|trizivir, ziagen = death
Feb 25, 2004
My question concerns why Ziagen (Trizivir) is even on the HIV market since, if someone forgets to take it for a day and then goes back to it because let us say he is not well-informed, it could lead to death. Why would a drug like this be on the market for anything, let alone HIV. I cannot possibly remember to take all my meds and I'm fair to average informed. But as soon as I first heard about death being a side effect of skipping this med I wondered about why it is on the market. Is there any group I can contact to support getting it off the market? Recently, my pharmacist even put in a little card saying that it could lead to death, which I'd known when it first came out. And now, many months later, they are putting cards in HIV med packages. My doctor recommended it to me and I looked at him with a look of horror, of "How could you who know that i go on drug interruptions even think of recommending this to me?" My ultimate question is why should anyone take ziagen/trizivir (ziagen/trizivir; ziagen/trizivir -- i don't want to forget death's other name, so I keep repeating it: ziagen/trizivir.
Response from Dr. Conway
It is correct to say that Ziagen (either given alone or as a component of Trizivir)may have significant side effects. In 3% cases, there can be a hypersensitivity reaction, with fever, rash and other systemic problems. If the Ziagen is contnued, the reaction could be fatal. However, in the vast majority of cases, if the Ziagen is stopped, all symptoms resolve with no long-term consequences.

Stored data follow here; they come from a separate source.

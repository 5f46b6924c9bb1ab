// src/dom/snapshot.rs

use anyhow::{anyhow, bail, Context, Result};
use async_trait::async_trait;
use scraper::{node::Element, ElementRef, Html, Selector};
use std::{path::Path, sync::Mutex};

use super::{ContentContext, ContentSource, ElementInfo};

/// A dropdown selection applied to a snapshot.
#[derive(Debug, Clone, PartialEq, Eq)]
pub struct Selection {
    pub context: ContentContext,
    pub selector: String,
    pub index: usize,
    pub label: String,
}

/// Static HTML standing in for a live page.
///
/// Iframe content comes from each `<iframe srcdoc=...>`; an iframe without
/// `srcdoc` has an empty document. Nothing re-renders after a selection,
/// selections are only recorded.
pub struct HtmlSnapshot {
    main: String,
    frames: Vec<String>,
    selections: Mutex<Vec<Selection>>,
}

impl HtmlSnapshot {
    pub fn parse(html: impl Into<String>) -> Self {
        let main = html.into();
        let frames = {
            let doc = Html::parse_document(&main);
            let iframe = Selector::parse("iframe").expect("iframe selector should parse");
            doc.select(&iframe)
                .map(|f| f.value().attr("srcdoc").unwrap_or_default().to_string())
                .collect()
        };
        Self {
            main,
            frames,
            selections: Mutex::new(Vec::new()),
        }
    }

    pub fn from_file(path: impl AsRef<Path>) -> Result<Self> {
        let path = path.as_ref();
        let html = std::fs::read_to_string(path)
            .with_context(|| format!("reading HTML snapshot {}", path.display()))?;
        Ok(Self::parse(html))
    }

    /// Selections applied so far, oldest first.
    pub fn selections(&self) -> Vec<Selection> {
        self.selections
            .lock()
            .map(|s| s.clone())
            .unwrap_or_default()
    }

    fn document(&self, ctx: ContentContext) -> Result<Html> {
        let source = match ctx {
            ContentContext::MainDocument => &self.main,
            ContentContext::Iframe(n) => self
                .frames
                .get(n)
                .ok_or_else(|| anyhow!("no iframe at index {}", n))?,
        };
        Ok(Html::parse_document(source))
    }

    fn count_sync(&self, ctx: ContentContext, selector: &str) -> Result<usize> {
        let sel = css(selector)?;
        Ok(self.document(ctx)?.select(&sel).count())
    }

    fn elements_sync(&self, ctx: ContentContext, selector: &str) -> Result<Vec<ElementInfo>> {
        let sel = css(selector)?;
        let doc = self.document(ctx)?;
        let found = doc
            .select(&sel)
            .map(|el| ElementInfo {
                visible: is_visible(el),
                text: el.text().collect(),
            })
            .collect();
        Ok(found)
    }

    fn select_sync(&self, ctx: ContentContext, selector: &str, index: usize) -> Result<String> {
        let sel = css(selector)?;
        let option = css("option")?;
        let doc = self.document(ctx)?;
        let el = doc
            .select(&sel)
            .next()
            .ok_or_else(|| anyhow!("no element matches {}", selector))?;
        if el.value().name() != "select" {
            bail!("{} matched <{}>, not <select>", selector, el.value().name());
        }
        let label = el
            .select(&option)
            .nth(index)
            .map(|o| o.text().collect::<String>().trim().to_string())
            .ok_or_else(|| anyhow!("{} has no option at index {}", selector, index))?;

        self.selections
            .lock()
            .map_err(|_| anyhow!("selection log poisoned"))?
            .push(Selection {
                context: ctx,
                selector: selector.to_string(),
                index,
                label: label.clone(),
            });
        Ok(label)
    }

    fn rows_sync(
        &self,
        ctx: ContentContext,
        table_index: usize,
        row_selector: &str,
    ) -> Result<Vec<Vec<String>>> {
        let table = css("table")?;
        let row = css(row_selector)?;
        let cell = css("td")?;
        let doc = self.document(ctx)?;
        let table = doc
            .select(&table)
            .nth(table_index)
            .ok_or_else(|| anyhow!("no table at index {}", table_index))?;
        Ok(table
            .select(&row)
            .map(|r| r.select(&cell).map(|c| c.text().collect()).collect())
            .collect())
    }
}

#[async_trait]
impl ContentSource for HtmlSnapshot {
    async fn count(&self, ctx: ContentContext, selector: &str) -> Result<usize> {
        self.count_sync(ctx, selector)
    }

    async fn elements(&self, ctx: ContentContext, selector: &str) -> Result<Vec<ElementInfo>> {
        self.elements_sync(ctx, selector)
    }

    async fn select_option(
        &self,
        ctx: ContentContext,
        selector: &str,
        index: usize,
    ) -> Result<String> {
        self.select_sync(ctx, selector, index)
    }

    async fn table_rows(
        &self,
        ctx: ContentContext,
        table_index: usize,
        row_selector: &str,
    ) -> Result<Vec<Vec<String>>> {
        self.rows_sync(ctx, table_index, row_selector)
    }
}

fn css(selector: &str) -> Result<Selector> {
    Selector::parse(selector).map_err(|e| anyhow!("invalid selector {:?}: {:?}", selector, e))
}

/// Hidden if the element or any ancestor carries `hidden` or an inline
/// `display:none` / `visibility:hidden`.
fn is_visible(el: ElementRef<'_>) -> bool {
    std::iter::once(*el)
        .chain(el.ancestors())
        .filter_map(|node| node.value().as_element())
        .all(|e| !hides(e))
}

fn hides(e: &Element) -> bool {
    if e.attr("hidden").is_some() {
        return true;
    }
    e.attr("style")
        .map(|style| {
            let style: String = style
                .chars()
                .filter(|c| !c.is_whitespace())
                .collect::<String>()
                .to_ascii_lowercase();
            style.contains("display:none") || style.contains("visibility:hidden")
        })
        .unwrap_or(false)
}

What is important here is if someone has had such a hypersensitivity reaction, they should NEVER take Ziagen again. If they do, it could be fatal.
Now if someone is on Ziagen and is tolerating it well, there is no information to suggest that missing a dose will be fatal. However, missing doses will compromise the efficacy of the regimen, so maximizing adherence (especially in the first few weeks of treatment while the viral load is still detectable) is a good idea.
So if you are on Ziagen, be mindful of possible hypersensitivity in the first 2-6 weeks of therapy, and report any concerns you may have to your doctor. Otherwise, just make sure you take your medications as faithfully as you can.